Stored items:
------------

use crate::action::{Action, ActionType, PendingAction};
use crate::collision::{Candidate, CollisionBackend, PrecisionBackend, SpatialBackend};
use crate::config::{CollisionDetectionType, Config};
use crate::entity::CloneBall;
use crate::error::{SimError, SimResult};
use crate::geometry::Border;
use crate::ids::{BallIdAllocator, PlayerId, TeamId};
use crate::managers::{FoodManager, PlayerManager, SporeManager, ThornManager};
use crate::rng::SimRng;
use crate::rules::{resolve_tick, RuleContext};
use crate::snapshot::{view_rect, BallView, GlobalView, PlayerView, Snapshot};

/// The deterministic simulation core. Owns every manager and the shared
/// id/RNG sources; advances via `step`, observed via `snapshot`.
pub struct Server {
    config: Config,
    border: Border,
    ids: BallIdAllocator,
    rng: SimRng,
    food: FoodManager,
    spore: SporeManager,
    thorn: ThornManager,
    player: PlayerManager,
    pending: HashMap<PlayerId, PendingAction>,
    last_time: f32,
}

------------

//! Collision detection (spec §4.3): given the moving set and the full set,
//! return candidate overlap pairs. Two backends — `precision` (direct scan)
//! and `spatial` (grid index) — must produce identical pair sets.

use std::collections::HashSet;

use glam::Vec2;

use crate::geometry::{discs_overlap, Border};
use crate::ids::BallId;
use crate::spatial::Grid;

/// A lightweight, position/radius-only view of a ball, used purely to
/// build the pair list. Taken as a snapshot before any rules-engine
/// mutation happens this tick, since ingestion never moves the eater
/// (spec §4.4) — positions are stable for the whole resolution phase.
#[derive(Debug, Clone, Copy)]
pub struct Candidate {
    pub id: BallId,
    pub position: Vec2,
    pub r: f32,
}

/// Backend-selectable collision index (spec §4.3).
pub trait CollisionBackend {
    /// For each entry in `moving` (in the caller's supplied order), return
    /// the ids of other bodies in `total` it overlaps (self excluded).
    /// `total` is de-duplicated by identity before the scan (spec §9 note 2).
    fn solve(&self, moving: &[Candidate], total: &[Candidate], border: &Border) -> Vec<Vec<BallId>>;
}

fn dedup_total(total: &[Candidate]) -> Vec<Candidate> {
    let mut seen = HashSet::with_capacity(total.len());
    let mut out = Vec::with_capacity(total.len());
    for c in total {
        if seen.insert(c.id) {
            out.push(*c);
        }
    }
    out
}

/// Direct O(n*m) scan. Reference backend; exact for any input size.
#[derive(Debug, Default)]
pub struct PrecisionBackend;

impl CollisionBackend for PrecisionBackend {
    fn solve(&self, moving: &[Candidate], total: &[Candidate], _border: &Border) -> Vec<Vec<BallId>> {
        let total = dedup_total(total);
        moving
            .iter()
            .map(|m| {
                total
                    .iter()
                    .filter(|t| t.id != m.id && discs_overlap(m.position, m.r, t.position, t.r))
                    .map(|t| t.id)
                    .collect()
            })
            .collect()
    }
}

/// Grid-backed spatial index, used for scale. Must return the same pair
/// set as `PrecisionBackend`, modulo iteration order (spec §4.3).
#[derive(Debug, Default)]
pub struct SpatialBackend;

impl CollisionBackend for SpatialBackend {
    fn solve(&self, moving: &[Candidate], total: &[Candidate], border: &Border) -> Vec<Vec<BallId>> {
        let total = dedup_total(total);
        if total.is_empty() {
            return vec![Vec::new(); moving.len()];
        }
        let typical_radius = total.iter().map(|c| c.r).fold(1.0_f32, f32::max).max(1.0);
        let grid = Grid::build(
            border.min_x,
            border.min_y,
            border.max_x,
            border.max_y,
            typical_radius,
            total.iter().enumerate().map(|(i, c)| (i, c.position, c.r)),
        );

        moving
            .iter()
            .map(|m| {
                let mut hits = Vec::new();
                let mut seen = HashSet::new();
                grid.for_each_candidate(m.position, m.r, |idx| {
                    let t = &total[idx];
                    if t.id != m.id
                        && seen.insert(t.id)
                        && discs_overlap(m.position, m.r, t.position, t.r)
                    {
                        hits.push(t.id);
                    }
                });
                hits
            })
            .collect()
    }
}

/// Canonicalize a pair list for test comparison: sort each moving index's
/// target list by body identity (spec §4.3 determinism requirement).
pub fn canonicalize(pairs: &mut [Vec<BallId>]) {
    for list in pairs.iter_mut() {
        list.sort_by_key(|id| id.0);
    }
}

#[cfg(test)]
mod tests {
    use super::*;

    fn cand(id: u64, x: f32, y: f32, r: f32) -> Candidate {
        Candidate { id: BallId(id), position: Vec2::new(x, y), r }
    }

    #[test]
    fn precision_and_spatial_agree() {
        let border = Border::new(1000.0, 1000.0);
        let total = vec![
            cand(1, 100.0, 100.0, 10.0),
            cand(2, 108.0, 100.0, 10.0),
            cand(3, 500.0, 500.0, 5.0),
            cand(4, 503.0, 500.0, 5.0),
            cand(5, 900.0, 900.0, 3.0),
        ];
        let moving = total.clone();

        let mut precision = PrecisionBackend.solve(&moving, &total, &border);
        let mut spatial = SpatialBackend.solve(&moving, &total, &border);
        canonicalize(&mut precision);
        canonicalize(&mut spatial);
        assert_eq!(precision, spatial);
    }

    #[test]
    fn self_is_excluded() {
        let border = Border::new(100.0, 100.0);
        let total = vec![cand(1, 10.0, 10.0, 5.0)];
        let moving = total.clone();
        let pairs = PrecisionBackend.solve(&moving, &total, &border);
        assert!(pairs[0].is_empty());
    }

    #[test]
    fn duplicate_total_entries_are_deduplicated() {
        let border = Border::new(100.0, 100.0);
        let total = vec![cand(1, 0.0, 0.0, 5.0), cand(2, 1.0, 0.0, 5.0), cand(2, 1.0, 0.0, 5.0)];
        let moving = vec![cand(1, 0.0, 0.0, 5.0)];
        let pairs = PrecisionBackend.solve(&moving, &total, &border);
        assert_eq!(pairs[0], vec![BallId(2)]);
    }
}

------------

**Task prompt**
For this exercise, output exactly the lines above from the line with "index (spec §4.3)." to the line with "let mut seen = HashSet::with_capacity(total.len());", counting both, and leave out the rest.

**The completed task**
/// Backend-selectable collision index (spec §4.3).
pub trait CollisionBackend {
    /// For each entry in `moving` (in the caller's supplied order), return
    /// the ids of other bodies in `total` it overlaps (self excluded).
    /// `total` is de-duplicated by identity before the scan (spec §9 note 2).
    fn solve(&self, moving: &[Candidate], total: &[Candidate], border: &Border) -> Vec<Vec<BallId>>;
}

fn dedup_total(total: &[Candidate]) -> Vec<Candidate> {
    let mut seen = HashSet::with_capacity(total.len());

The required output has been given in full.